■ BRIEF:
Search the entries for the word "idle" and pull out each line that has it.

Saved entries
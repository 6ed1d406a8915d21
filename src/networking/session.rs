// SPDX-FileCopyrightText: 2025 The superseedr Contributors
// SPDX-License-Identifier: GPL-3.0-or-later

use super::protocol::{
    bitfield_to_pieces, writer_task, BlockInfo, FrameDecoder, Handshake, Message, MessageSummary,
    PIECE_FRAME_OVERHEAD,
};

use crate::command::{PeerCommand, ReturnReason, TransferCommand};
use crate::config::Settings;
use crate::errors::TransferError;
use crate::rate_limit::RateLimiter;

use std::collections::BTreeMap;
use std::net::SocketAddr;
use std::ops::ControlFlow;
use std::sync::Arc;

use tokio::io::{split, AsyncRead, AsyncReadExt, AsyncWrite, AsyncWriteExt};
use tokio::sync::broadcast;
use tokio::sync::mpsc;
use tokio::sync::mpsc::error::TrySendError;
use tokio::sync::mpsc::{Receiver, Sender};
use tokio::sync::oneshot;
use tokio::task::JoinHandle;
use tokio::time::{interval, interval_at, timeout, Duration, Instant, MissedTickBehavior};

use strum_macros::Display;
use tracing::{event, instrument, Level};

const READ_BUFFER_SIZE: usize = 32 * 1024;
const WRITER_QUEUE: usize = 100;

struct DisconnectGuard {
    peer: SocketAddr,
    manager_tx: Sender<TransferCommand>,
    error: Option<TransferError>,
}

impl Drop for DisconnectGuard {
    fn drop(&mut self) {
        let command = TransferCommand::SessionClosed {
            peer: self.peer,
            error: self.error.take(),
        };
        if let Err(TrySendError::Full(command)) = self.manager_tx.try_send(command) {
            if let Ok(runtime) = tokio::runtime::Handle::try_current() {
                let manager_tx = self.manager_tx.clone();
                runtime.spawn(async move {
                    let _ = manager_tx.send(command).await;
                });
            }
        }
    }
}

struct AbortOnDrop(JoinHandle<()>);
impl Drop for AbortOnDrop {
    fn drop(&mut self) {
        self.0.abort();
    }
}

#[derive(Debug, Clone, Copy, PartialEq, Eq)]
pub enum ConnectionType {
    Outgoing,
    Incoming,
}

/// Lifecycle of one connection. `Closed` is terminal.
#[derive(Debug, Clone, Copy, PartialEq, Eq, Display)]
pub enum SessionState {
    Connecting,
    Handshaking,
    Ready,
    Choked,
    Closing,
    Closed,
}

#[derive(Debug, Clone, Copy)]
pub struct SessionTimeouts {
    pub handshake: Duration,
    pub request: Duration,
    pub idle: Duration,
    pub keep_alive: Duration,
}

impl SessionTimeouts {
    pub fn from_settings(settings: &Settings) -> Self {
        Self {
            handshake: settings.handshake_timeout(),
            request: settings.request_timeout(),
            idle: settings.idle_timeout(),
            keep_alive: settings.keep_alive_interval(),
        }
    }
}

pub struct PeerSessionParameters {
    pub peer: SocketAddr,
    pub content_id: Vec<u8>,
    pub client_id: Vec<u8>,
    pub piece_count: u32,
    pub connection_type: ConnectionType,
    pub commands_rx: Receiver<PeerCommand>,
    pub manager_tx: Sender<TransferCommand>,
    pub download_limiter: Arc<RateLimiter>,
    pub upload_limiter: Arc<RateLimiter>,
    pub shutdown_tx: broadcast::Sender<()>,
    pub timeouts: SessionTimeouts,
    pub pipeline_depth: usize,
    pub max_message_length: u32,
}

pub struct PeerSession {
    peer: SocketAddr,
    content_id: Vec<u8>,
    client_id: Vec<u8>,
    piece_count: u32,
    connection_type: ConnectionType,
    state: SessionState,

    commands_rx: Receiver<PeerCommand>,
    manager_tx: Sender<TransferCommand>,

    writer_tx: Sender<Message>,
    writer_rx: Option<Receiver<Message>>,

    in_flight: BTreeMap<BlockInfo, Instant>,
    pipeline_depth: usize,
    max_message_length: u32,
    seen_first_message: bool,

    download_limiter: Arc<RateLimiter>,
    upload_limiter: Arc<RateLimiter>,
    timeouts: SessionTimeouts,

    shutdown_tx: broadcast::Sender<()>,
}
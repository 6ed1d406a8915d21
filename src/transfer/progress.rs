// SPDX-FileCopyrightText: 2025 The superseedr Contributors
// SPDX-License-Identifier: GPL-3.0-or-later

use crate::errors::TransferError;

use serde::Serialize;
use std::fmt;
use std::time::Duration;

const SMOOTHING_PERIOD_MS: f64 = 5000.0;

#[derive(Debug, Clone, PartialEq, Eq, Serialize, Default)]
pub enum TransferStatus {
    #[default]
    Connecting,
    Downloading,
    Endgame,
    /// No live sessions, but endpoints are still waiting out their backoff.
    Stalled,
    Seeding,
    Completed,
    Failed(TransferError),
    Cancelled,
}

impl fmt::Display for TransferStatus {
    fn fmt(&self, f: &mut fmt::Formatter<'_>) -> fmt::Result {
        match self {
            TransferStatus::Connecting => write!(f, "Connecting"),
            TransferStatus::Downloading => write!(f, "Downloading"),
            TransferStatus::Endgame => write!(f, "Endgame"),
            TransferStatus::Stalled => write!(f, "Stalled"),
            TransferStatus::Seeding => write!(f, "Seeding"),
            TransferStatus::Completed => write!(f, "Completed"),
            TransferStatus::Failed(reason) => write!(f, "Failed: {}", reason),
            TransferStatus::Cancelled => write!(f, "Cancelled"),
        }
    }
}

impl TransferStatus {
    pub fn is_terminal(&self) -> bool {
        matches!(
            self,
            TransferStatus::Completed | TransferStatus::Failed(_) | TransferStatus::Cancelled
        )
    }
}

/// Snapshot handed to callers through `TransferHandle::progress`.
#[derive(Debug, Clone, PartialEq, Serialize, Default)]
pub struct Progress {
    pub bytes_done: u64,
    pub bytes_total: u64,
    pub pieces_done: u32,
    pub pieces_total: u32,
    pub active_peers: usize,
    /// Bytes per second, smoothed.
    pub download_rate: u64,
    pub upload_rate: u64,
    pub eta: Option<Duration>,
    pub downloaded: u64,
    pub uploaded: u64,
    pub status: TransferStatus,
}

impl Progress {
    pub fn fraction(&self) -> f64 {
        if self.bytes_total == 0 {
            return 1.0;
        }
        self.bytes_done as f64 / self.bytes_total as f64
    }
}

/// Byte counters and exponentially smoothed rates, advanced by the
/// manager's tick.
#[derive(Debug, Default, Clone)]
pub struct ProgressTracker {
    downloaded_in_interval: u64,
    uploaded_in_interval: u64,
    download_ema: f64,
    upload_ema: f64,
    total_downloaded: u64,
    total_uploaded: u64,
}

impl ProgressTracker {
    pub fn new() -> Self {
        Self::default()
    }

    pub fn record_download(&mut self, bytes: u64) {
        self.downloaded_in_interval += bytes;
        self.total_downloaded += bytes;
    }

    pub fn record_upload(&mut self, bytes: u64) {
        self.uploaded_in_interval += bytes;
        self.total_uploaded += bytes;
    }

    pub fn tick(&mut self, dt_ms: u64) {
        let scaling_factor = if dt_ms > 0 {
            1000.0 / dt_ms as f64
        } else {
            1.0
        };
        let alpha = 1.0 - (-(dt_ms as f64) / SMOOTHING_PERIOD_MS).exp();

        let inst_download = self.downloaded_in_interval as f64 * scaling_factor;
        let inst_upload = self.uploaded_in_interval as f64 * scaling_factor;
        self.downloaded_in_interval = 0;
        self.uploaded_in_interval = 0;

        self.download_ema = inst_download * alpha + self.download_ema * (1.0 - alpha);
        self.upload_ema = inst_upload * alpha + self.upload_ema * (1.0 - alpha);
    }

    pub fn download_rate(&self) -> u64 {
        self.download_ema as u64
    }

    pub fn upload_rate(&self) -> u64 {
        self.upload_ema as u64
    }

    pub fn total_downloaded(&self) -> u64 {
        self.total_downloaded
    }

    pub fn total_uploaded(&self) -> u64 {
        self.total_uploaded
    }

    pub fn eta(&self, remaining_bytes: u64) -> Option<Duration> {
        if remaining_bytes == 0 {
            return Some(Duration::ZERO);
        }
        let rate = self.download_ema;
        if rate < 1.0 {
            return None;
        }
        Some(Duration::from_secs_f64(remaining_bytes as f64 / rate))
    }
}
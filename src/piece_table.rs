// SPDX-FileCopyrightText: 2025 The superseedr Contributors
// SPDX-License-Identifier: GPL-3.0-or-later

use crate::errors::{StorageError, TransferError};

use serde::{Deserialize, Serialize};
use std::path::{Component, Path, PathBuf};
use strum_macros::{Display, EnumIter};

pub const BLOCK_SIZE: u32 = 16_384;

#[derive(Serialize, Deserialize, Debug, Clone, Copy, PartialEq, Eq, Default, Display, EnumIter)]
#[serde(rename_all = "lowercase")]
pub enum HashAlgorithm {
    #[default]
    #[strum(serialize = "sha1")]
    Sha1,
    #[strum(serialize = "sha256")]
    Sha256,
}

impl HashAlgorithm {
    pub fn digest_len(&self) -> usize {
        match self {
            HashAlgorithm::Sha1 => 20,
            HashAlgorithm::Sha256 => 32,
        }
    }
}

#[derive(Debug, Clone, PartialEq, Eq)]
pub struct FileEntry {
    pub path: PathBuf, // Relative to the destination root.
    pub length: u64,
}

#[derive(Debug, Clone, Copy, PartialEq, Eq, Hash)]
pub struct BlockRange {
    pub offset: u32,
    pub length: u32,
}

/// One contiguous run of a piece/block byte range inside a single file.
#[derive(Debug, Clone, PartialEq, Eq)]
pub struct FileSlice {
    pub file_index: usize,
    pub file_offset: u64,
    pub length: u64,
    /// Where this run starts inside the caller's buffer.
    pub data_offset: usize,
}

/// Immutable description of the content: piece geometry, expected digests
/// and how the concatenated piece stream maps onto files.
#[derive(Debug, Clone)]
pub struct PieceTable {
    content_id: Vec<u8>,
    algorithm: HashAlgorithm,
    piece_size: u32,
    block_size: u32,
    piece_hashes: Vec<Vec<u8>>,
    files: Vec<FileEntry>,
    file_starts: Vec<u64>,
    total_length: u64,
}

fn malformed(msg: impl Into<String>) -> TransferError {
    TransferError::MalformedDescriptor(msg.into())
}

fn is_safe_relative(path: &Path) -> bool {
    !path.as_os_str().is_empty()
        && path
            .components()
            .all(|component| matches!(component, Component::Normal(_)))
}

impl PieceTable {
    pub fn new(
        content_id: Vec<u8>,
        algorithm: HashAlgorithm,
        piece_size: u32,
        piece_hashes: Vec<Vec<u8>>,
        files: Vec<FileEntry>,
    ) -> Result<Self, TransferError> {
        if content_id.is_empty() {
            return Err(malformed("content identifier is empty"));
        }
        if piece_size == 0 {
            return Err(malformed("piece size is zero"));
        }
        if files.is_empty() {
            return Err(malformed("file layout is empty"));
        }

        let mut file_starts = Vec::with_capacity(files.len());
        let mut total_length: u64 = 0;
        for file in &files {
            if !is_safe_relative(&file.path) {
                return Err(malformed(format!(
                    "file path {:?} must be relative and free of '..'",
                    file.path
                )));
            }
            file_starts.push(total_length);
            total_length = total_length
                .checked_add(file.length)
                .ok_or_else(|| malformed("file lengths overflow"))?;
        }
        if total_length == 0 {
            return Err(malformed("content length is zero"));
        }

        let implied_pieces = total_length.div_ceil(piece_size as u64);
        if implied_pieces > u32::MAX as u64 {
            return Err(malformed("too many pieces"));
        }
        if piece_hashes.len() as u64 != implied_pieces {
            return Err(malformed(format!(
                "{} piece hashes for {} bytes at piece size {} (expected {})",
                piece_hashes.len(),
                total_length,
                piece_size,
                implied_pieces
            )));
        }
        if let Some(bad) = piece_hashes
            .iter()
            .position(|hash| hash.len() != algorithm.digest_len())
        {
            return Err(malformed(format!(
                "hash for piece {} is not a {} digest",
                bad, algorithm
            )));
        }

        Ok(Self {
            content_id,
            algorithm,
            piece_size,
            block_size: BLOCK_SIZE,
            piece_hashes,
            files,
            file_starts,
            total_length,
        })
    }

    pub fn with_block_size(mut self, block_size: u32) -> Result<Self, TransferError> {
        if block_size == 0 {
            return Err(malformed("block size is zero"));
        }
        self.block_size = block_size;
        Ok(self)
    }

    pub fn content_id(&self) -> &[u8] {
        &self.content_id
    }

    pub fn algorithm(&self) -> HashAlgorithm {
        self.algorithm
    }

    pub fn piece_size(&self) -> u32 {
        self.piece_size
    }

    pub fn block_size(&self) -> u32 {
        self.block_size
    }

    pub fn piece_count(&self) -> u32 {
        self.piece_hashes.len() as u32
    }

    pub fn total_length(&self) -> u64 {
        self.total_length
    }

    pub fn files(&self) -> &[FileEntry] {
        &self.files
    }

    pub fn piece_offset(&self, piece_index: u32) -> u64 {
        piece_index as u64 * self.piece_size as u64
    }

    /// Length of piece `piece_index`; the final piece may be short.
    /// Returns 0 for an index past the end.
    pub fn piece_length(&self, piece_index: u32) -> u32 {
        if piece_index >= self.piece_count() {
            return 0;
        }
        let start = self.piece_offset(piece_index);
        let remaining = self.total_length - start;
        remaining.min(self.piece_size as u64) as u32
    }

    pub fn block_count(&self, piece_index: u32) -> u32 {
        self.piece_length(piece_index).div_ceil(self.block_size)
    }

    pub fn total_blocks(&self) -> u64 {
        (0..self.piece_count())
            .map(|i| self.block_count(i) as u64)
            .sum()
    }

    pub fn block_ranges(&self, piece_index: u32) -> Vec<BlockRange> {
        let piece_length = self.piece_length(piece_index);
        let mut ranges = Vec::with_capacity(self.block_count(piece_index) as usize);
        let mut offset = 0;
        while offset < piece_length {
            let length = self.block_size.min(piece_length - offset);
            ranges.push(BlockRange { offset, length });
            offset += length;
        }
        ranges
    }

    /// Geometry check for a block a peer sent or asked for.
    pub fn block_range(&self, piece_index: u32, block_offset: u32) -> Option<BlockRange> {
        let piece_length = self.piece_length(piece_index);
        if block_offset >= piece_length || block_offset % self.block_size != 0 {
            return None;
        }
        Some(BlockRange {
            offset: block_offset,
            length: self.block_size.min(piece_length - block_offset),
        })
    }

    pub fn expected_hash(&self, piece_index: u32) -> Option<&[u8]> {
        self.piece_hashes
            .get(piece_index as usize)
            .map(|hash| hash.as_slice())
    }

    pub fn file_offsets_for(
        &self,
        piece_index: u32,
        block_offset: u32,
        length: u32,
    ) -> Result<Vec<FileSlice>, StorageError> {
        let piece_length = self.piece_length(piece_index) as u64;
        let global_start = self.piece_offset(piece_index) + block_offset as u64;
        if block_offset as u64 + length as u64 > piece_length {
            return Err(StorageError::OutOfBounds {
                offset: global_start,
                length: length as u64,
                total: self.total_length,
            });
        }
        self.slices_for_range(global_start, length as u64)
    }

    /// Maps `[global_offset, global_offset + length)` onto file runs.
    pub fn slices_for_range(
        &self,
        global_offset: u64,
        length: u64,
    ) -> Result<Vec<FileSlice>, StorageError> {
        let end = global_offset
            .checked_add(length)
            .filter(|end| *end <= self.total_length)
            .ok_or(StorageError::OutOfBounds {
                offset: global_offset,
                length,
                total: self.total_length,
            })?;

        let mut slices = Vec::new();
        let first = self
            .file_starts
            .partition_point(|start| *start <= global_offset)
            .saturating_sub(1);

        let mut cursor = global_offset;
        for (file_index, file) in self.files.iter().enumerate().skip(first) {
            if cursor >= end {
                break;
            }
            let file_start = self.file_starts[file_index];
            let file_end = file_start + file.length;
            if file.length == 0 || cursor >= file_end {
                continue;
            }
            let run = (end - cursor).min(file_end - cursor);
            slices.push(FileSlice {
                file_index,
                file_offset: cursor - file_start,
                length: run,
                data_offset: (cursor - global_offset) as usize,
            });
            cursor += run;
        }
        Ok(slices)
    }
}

■ YOUR SOLUTION:
    pub idle: Duration,
            idle: settings.idle_timeout(),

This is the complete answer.